NCAA releases statement on potential conference tournament cancellations amid COVID 19 outbreak

By Meghan Rest, Sports Editor

The NCAA released a statement Tuesday emphasizing athletic conferences’ ability to make their own decisions when suspending and/or canceling regular and post-season play, including league tournaments, in response to coronavirus outbreaks across the country. The statement follows the Ivy League’s decision to cancel its men’s and women’s conference basketball tournaments amid coronavirus concerns.

 

“NCAA member schools and conferences make their own decisions regarding regular season and conference tournament play,” said NCAA president Mark Emmert in a statement released by the organization Tuesday. “As we have stated, we will make decisions on our events based on the best, most current public health guidance available. Neither the NCAA COVID-19 advisory panel, made up of leading public health and infectious disease experts in America, nor the (Centers for Disease Control and Prevention) or local health officials have advised against holding sporting events. In the event circumstances change, we will make decisions accordingly.”
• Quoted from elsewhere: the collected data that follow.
//! Router assembly: auth gate, CORS, routing-table lookup, proxying, health.

use std::net::SocketAddr;
use std::sync::Arc;

use axum::body::Body;
use axum::extract::{ConnectInfo, State};
use axum::http::{Method, Request, StatusCode};
use axum::response::{IntoResponse, Json, Response};
use axum::routing::any;
use axum::Router;

use forgeerp_auth::{Hs256JwtValidator, JwtValidator};

use crate::config::GatewayConfig;
use crate::{auth, cors, health, proxy};

pub struct GatewayState {
    pub config: GatewayConfig,
    pub jwt: Arc<dyn JwtValidator>,
    pub http_client: reqwest::Client,
}

impl GatewayState {
    pub fn new(config: GatewayConfig) -> Self {
        let jwt = Arc::new(Hs256JwtValidator::new(config.jwt_secret.clone()));
        let http_client = reqwest::Client::builder()
            .build()
            .expect("reqwest client config is static and always valid");
        Self {
            config,
            jwt,
            http_client,
        }
    }
}

pub fn build_router(state: Arc<GatewayState>) -> Router {
    Router::new()
        .route("/health", any(health_handler))
        .route("/live", any(health_handler))
        .route("/ready", any(ready_handler))
        .fallback(any(gateway_handler))
        .with_state(state)
}

async fn health_handler() -> impl IntoResponse {
    Json(health::HealthBody::ok("forgeerp-gateway"))
}

async fn ready_handler(State(state): State<Arc<GatewayState>>) -> impl IntoResponse {
    let body = health::aggregate_readiness(
        &state.http_client,
        &state.config.targets,
        state.config.health_timeout,
    )
    .await;
    Json(body)
}

/// Single entrypoint for every other path: CORS preflight, auth gate, route
/// lookup, proxy.
async fn gateway_handler(
    State(state): State<Arc<GatewayState>>,
    ConnectInfo(addr): ConnectInfo<SocketAddr>,
    req: Request<Body>,
) -> Response {
    let path = req.uri().path().to_string();
    let request_origin = cors::origin_header(req.headers()).map(str::to_string);

    if req.method() == Method::OPTIONS {
        return cors::preflight_response(&state.config.cors_origins, req.headers());
    }

    if !auth::is_auth_exempt(&path) {
        if let Err(status) = auth::check_bearer(req.headers(), &*state.jwt) {
            return unauthenticated_response(status);
        }
    }

    let Some((_, target)) = state.config.target_for_path(&path) else {
        return not_found_response(&path);
    };

    let mut response = match proxy::forward(
        &state.http_client,
        target,
        req,
        Some(addr),
        state.config.upstream_timeout,
    )
    .await
    {
        Ok(resp) => resp,
        Err(e) => bad_gateway_response(&e),
    };

    cors::apply_cors_headers(&mut response, &state.config.cors_origins, request_origin.as_deref());
    response
}

fn unauthenticated_response(status: StatusCode) -> Response {
    (
        status,
        Json(serde_json::json!({
            "error": "missing or invalid bearer credential",
            "code": "Unauthorized",
            "status": status.as_u16(),
            "success": false,
        })),
    )
        .into_response()
}

fn not_found_response(path: &str) -> Response {
    (
        StatusCode::NOT_FOUND,
        Json(serde_json::json!({
            "error": format!("no route configured for path {path}"),
            "code": "NotFound",
            "status": 404,
            "success": false,
        })),
    )
        .into_response()
}

fn bad_gateway_response(err: &proxy::ProxyError) -> Response {
    let status = match err {
        proxy::ProxyError::Timeout => StatusCode::GATEWAY_TIMEOUT,
        proxy::ProxyError::Upstream(_) => StatusCode::BAD_GATEWAY,
    };
    (
        status,
        Json(serde_json::json!({
            "error": err.to_string(),
            "code": "Internal",
            "status": status.as_u16(),
            "success": false,
        })),
    )
        .into_response()
}
use chrono::{DateTime, Utc};
use serde::{Deserialize, Serialize};

use forgeerp_core::{Aggregate, AggregateRoot, AggregateId, DomainError, TenantId};
use forgeerp_events::Event;

/// Inventory item identifier (tenant-scoped via `tenant_id` fields in events/commands).
#[derive(Debug, Copy, Clone, PartialEq, Eq, Hash, Serialize, Deserialize)]
#[serde(transparent)]
pub struct InventoryItemId(pub AggregateId);

impl InventoryItemId {
    pub fn new(id: AggregateId) -> Self {
        Self(id)
    }
}

impl core::fmt::Display for InventoryItemId {
    fn fmt(&self, f: &mut core::fmt::Formatter<'_>) -> core::fmt::Result {
        core::fmt::Display::fmt(&self.0, f)
    }
}

/// Aggregate root: InventoryItem.
#[derive(Debug, Clone, PartialEq, Eq)]
pub struct InventoryItem {
    id: InventoryItemId,
    tenant_id: Option<TenantId>,
    name: String,
    stock: i64,
    version: u64,
    created: bool,
}

impl InventoryItem {
    /// Create an empty, not-yet-created aggregate instance for rehydration.
    pub fn empty(id: InventoryItemId) -> Self {
        Self {
            id,
            tenant_id: None,
            name: String::new(),
            stock: 0,
            version: 0,
            created: false,
        }
    }

    pub fn id_typed(&self) -> InventoryItemId {
        self.id
    }

    pub fn tenant_id(&self) -> Option<TenantId> {
        self.tenant_id
    }

    pub fn stock(&self) -> i64 {
        self.stock
    }
}

impl AggregateRoot for InventoryItem {
    type Id = InventoryItemId;

    fn id(&self) -> &Self::Id {
        &self.id
    }

    fn version(&self) -> u64 {
        self.version
    }
}

/// Command: CreateItem.
#[derive(Debug, Clone, PartialEq, Eq, Serialize, Deserialize)]
pub struct CreateItem {
    pub tenant_id: TenantId,
    pub item_id: InventoryItemId,
    pub name: String,
    pub occurred_at: DateTime<Utc>,
}

/// Command: AdjustStock.
#[derive(Debug, Clone, PartialEq, Eq, Serialize, Deserialize)]
pub struct AdjustStock {
    pub tenant_id: TenantId,
    pub item_id: InventoryItemId,
    pub delta: i64,
    pub occurred_at: DateTime<Utc>,
}

#[derive(Debug, Clone, PartialEq, Eq, Serialize, Deserialize)]
pub enum InventoryCommand {
    CreateItem(CreateItem),
    AdjustStock(AdjustStock),
}

/// Event: ItemCreated.
#[derive(Debug, Clone, PartialEq, Eq, Serialize, Deserialize)]
pub struct ItemCreated {
    pub tenant_id: TenantId,
    pub item_id: InventoryItemId,
    pub name: String,
    pub occurred_at: DateTime<Utc>,
}

/// Event: StockAdjusted.
#[derive(Debug, Clone, PartialEq, Eq, Serialize, Deserialize)]
pub struct StockAdjusted {
    pub tenant_id: TenantId,
    pub item_id: InventoryItemId,
    pub delta: i64,
    pub occurred_at: DateTime<Utc>,
}

#[derive(Debug, Clone, PartialEq, Eq, Serialize, Deserialize)]
pub enum InventoryEvent {
    ItemCreated(ItemCreated),
    StockAdjusted(StockAdjusted),
}

impl Event for InventoryEvent {
    fn event_type(&self) -> &'static str {
        match self {
            InventoryEvent::ItemCreated(_) => "inventory.item.created",
            InventoryEvent::StockAdjusted(_) => "inventory.item.stock_adjusted",
        }
    }

    fn version(&self) -> u32 {
        1
    }

    fn occurred_at(&self) -> DateTime<Utc> {
        match self {
            InventoryEvent::ItemCreated(e) => e.occurred_at,
            InventoryEvent::StockAdjusted(e) => e.occurred_at,
        }
    }
}

impl Aggregate for InventoryItem {
    type Command = InventoryCommand;
    type Event = InventoryEvent;
    type Error = DomainError;

    fn apply(&mut self, event: &Self::Event) {
        match event {
            InventoryEvent::ItemCreated(e) => {
                self.id = e.item_id;
                self.tenant_id = Some(e.tenant_id);
                self.name = e.name.clone();
                self.stock = 0;
                self.created = true;
            }
            InventoryEvent::StockAdjusted(e) => {
                self.stock += e.delta;
            }
        }

        // Deterministic version tracking: +1 per applied event.
        self.version += 1;
    }

    fn handle(&self, command: &Self::Command) -> Result<Vec<Self::Event>, Self::Error> {
        match command {
            InventoryCommand::CreateItem(cmd) => self.handle_create(cmd),
            InventoryCommand::AdjustStock(cmd) => self.handle_adjust(cmd),
        }
    }
}

impl InventoryItem {
    fn ensure_tenant(&self, tenant_id: TenantId) -> Result<(), DomainError> {
        if !self.created {
            return Ok(());
        }
        if self.tenant_id != Some(tenant_id) {
            return Err(DomainError::invariant("tenant mismatch"));
        }
        Ok(())
    }

    fn ensure_item_id(&self, item_id: InventoryItemId) -> Result<(), DomainError> {
        if self.id != item_id {
            return Err(DomainError::invariant("item_id mismatch"));
        }
        Ok(())
    }

    fn handle_create(&self, cmd: &CreateItem) -> Result<Vec<InventoryEvent>, DomainError> {
        if self.created {
            return Err(DomainError::conflict("item already exists"));
        }
        if cmd.name.trim().is_empty() {
            return Err(DomainError::validation("name cannot be empty"));
        }
        Ok(vec![InventoryEvent::ItemCreated(ItemCreated {
            tenant_id: cmd.tenant_id,
            item_id: cmd.item_id,
            name: cmd.name.clone(),
            occurred_at: cmd.occurred_at,
        })])
    }

    fn handle_adjust(&self, cmd: &AdjustStock) -> Result<Vec<InventoryEvent>, DomainError> {
        if !self.created {
            return Err(DomainError::not_found());
        }
        self.ensure_tenant(cmd.tenant_id)?;
        self.ensure_item_id(cmd.item_id)?;

        if cmd.delta == 0 {
            return Err(DomainError::validation("delta cannot be zero"));
        }

        let new_stock = self.stock + cmd.delta;
        if new_stock < 0 {
            return Err(DomainError::invariant("stock cannot go negative"));
        }

        Ok(vec![InventoryEvent::StockAdjusted(StockAdjusted {
            tenant_id: cmd.tenant_id,
            item_id: cmd.item_id,
            delta: cmd.delta,
            occurred_at: cmd.occurred_at,
        })])
    }
}


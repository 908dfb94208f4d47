//! Environment-driven gateway configuration.
//!
//! Every backend target is overridable at process start by
//! `ERP_GATEWAY_<NAME>_URL`; a missing or empty value falls back to the
//! in-code default. The override table is authoritative whenever it is set
//! (§9 open question, resolved: env wins over hardcoded defaults).

use std::collections::BTreeMap;
use std::time::Duration;

/// The route prefixes the gateway fronts, in the order the distilled spec
/// lists them. Each one maps to an `ERP_GATEWAY_<UPPER>_URL` override.
pub const ROUTE_PREFIXES: &[&str] = &[
    "auth",
    "clients",
    "invoices",
    "payments",
    "products",
    "orders",
    "users",
    "inventory",
];

/// Paths exempt from bearer authentication, matched by exact path or prefix
/// (for `/api/v1/auth/`).
pub const AUTH_EXEMPT_EXACT: &[&str] = &["/health", "/ready", "/live"];
pub const AUTH_EXEMPT_PREFIX: &str = "/api/v1/auth/";

#[derive(Debug, Clone)]
pub struct GatewayConfig {
    /// route prefix -> backend base URL (no trailing slash).
    pub targets: BTreeMap<String, String>,
    pub jwt_secret: Vec<u8>,
    pub cors_origins: Vec<String>,
    pub upstream_timeout: Duration,
    pub health_timeout: Duration,
    pub listen_addr: String,
}

#[derive(Debug, thiserror::Error)]
pub enum ConfigError {
    #[error("JWT_SECRET must be set in production (set ERP_GATEWAY_ALLOW_DEV_SECRET=1 to override locally)")]
    MissingJwtSecret,
}

impl GatewayConfig {
    /// Load configuration from the process environment. Every variable has a
    /// usable default for local development; `tracing::warn!` fires when a
    /// production-sensitive variable is defaulted rather than set explicitly.
    pub fn from_env() -> Result<Self, ConfigError> {
        let mut targets = BTreeMap::new();
        for prefix in ROUTE_PREFIXES {
            let var = format!("ERP_GATEWAY_{}_URL", prefix.to_uppercase());
            let url = match std::env::var(&var) {
                Ok(v) if !v.trim().is_empty() => v,
                _ => {
                    tracing::warn!(prefix, var, "gateway target not set; defaulting to http://localhost:8080");
                    "http://localhost:8080".to_string()
                }
            };
            targets.insert((*prefix).to_string(), url.trim_end_matches('/').to_string());
        }

        let jwt_secret = match std::env::var("JWT_SECRET") {
            Ok(s) if !s.trim().is_empty() => s.into_bytes(),
            _ => {
                if std::env::var("ERP_GATEWAY_ALLOW_DEV_SECRET").as_deref() == Ok("1") {
                    tracing::warn!("JWT_SECRET not set; using insecure dev default");
                    b"dev-secret".to_vec()
                } else {
                    return Err(ConfigError::MissingJwtSecret);
                }
            }
        };

        let cors_origins = std::env::var("ERP_GATEWAY_CORS_ORIGINS")
            .unwrap_or_default()
            .split(',')
            .map(str::trim)
            .filter(|s| !s.is_empty())
            .map(str::to_string)
            .collect();

        let upstream_timeout = Duration::from_millis(
            env_parse_u64("ERP_GATEWAY_UPSTREAM_TIMEOUT_MS").unwrap_or(30_000),
        );
        let health_timeout = Duration::from_millis(
            env_parse_u64("ERP_GATEWAY_HEALTH_TIMEOUT_MS").unwrap_or(5_000),
        );

        let listen_addr = std::env::var("ERP_GATEWAY_LISTEN_ADDR")
            .unwrap_or_else(|_| "0.0.0.0:8000".to_string());

        Ok(Self {
            targets,
            jwt_secret,
            cors_origins,
            upstream_timeout,
            health_timeout,
            listen_addr,
        })
    }

    /// Resolve the backend base URL for the first path segment of `path`
    /// (e.g. `/invoices/123` -> the `invoices` target), if any prefix matches.
    pub fn target_for_path<'a>(&'a self, path: &str) -> Option<(&'a str, &'a str)> {
        let trimmed = path.trim_start_matches('/');
        let first_segment = trimmed.split('/').next().unwrap_or("");
        self.targets
            .iter()
            .find(|(prefix, _)| prefix.as_str() == first_segment)
            .map(|(p, u)| (p.as_str(), u.as_str()))
    }
}

fn env_parse_u64(name: &str) -> Option<u64> {
    std::env::var(name).ok().and_then(|v| v.parse().ok())
}

#[cfg(test)]
mod tests {
    use super::*;

    #[test]
    fn target_for_path_matches_first_segment() {
        let mut targets = BTreeMap::new();
        targets.insert("invoices".to_string(), "http://invoices:9000".to_string());
        let cfg = GatewayConfig {
            targets,
            jwt_secret: b"x".to_vec(),
            cors_origins: vec![],
            upstream_timeout: Duration::from_secs(30),
            health_timeout: Duration::from_secs(5),
            listen_addr: "0.0.0.0:8000".to_string(),
        };

        let (prefix, url) = cfg.target_for_path("/invoices/123/payments").unwrap();
        assert_eq!(prefix, "invoices");
        assert_eq!(url, "http://invoices:9000");
        assert!(cfg.target_for_path("/unknown").is_none());
    }
}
There are currently 647 total cases and 25 total reported deaths across 36 states in the U.S., including the District of Columbia, as of Tuesday.

The NCAA announced the creation of a COVID-19 Advisory Panel on March 3, which includes seven medical professionals and athletic directors from organizations across the country.

The panel is made up of Dr. Amesh Adalja, senior scholar at the Johns Hopkins University Center for Health Security; Dr. Stephanie Chu, team physician at the University of Colorado, Boulder and member of the NCAA’s Committee on Competitive Safeguards and Medical Aspects of Sports; Dr. Carlos del Rio, chairman of the Hubert Department of Global Health at Emory University’s Rollins School of Public Health; Dr. Colleen Kraft, associate chief medical officer at Emory University Hospital; Dr. Vivek Murthy, 19th surgeon general of the United States and member of the NCAA’s Board of Governors; Mike Rodriguez, senior director of U.S. Tennis Association and U.S. Open Security; and Dr. William Schaffner, professor of Preventive Medicine and Division of Infectious Diseases at Vanderbilt University Medical Center.

“The NCAA COVID-19 Advisory Panel recognizes the fluidity of COVID-19 and its impact on hosting events in a public space,” the NCAA Advisory Panel said in a statement on Friday. “The panel members believe that we need to better understand COVID-19 while continuing to work with local, state and federal health authorities such as the CDC.  The key is for all stakeholders and athletes to practice risk mitigation at all events. At present, the panel is not recommending cancellation or public spacing of athletic and related events scheduled to occur in public spaces across the United States.”

The decision to cancel the Ivy League’s conference tournaments was announced three and four days before the women’s and men’s league playoffs were scheduled to take place, respectively. As a result, NCAA officials announced the Ivy League’s regular-season men’s champion, Yale, and the women’s regular-season victor, Princeton, will receive automatic bids to the NCAA Tournaments.

Chicago State men’s basketball program became the first Division I school to cancel games due to concerns over coronavirus outbreaks on March 3. The University of Missouri-Kansas announced on March 4 its men’s basketball team was forgoing travel plans to Seattle for a weekend game.